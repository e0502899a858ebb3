//! Artifact loading.
//!
//! Loading is split in two: an [`ArtifactLoader`] opens a built artifact, and
//! the resulting [`LoadedArtifact`] reports its embedded checksum and hands
//! out entry points. [`DylibLoader`] is the `libloading` implementation.

use std::ffi::{CStr, c_char};
use std::path::{Path, PathBuf};
use std::sync::Arc;

use libloading::Library;
use xenoform_codegen::CHECKSUM_SYMBOL;
use xenoform_core::LoadError;

pub trait ArtifactLoader: Send + Sync + 'static {
    type Artifact: LoadedArtifact;

    fn load(&self, path: &Path, module: &str) -> Result<Self::Artifact, LoadError>;
}

pub trait LoadedArtifact: Send + Sync + 'static {
    /// Handle to one compiled function.
    type Entry: Clone + Send + Sync + 'static;

    /// Checksum embedded at build time, if the artifact exposes one.
    fn checksum(&self) -> Option<String>;

    fn entry_point(&self, name: &str) -> Result<Self::Entry, LoadError>;
}

/// Opens artifacts as shared libraries.
#[derive(Debug, Clone, Copy, Default)]
pub struct DylibLoader;

/// A loaded shared library.
#[derive(Debug)]
pub struct DylibArtifact {
    library: Arc<Library>,
    module: String,
    path: PathBuf,
}

/// A compiled function inside a [`DylibArtifact`].
///
/// Functions are registered on the module object the binding framework
/// creates from `init_symbol`; the library stays loaded while any entry is
/// alive.
#[derive(Debug, Clone)]
pub struct DylibEntry {
    pub library: Arc<Library>,
    pub init_symbol: String,
    pub name: String,
}

impl ArtifactLoader for DylibLoader {
    type Artifact = DylibArtifact;

    fn load(&self, path: &Path, module: &str) -> Result<DylibArtifact, LoadError> {
        // SAFETY: the artifact was produced by our own build and its static
        // initializers only register functions.
        let library = unsafe { Library::new(path) }.map_err(|e| LoadError::Load {
            path: path.to_path_buf(),
            message: e.to_string(),
        })?;
        Ok(DylibArtifact {
            library: Arc::new(library),
            module: module.to_string(),
            path: path.to_path_buf(),
        })
    }
}

impl DylibArtifact {
    pub fn path(&self) -> &Path {
        &self.path
    }

    /// Symbol the host runtime calls to create the module object.
    pub fn init_symbol(&self) -> String {
        format!("PyInit_{}", self.module)
    }
}

impl LoadedArtifact for DylibArtifact {
    type Entry = DylibEntry;

    fn checksum(&self) -> Option<String> {
        type ChecksumFn = unsafe extern "C" fn() -> *const c_char;
        // SAFETY: the symbol is emitted by the module assembler with exactly
        // this signature and returns a pointer to a static string.
        unsafe {
            let checksum_fn = self
                .library
                .get::<ChecksumFn>(CHECKSUM_SYMBOL.as_bytes())
                .ok()?;
            let ptr = checksum_fn();
            if ptr.is_null() {
                return None;
            }
            Some(CStr::from_ptr(ptr).to_string_lossy().into_owned())
        }
    }

    fn entry_point(&self, name: &str) -> Result<DylibEntry, LoadError> {
        let init_symbol = self.init_symbol();
        // SAFETY: only the symbol's presence is checked, it is not called.
        let present = unsafe {
            self.library
                .get::<unsafe extern "C" fn()>(init_symbol.as_bytes())
                .is_ok()
        };
        if !present {
            return Err(LoadError::MissingEntry {
                module: self.module.clone(),
                name: name.to_string(),
            });
        }
        Ok(DylibEntry {
            library: Arc::clone(&self.library),
            init_symbol,
            name: name.to_string(),
        })
    }
}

§ **Your instructions**
Determine the count of lines that include the word "object" in the listing, and state nothing but that count.

§ **Answer space**
2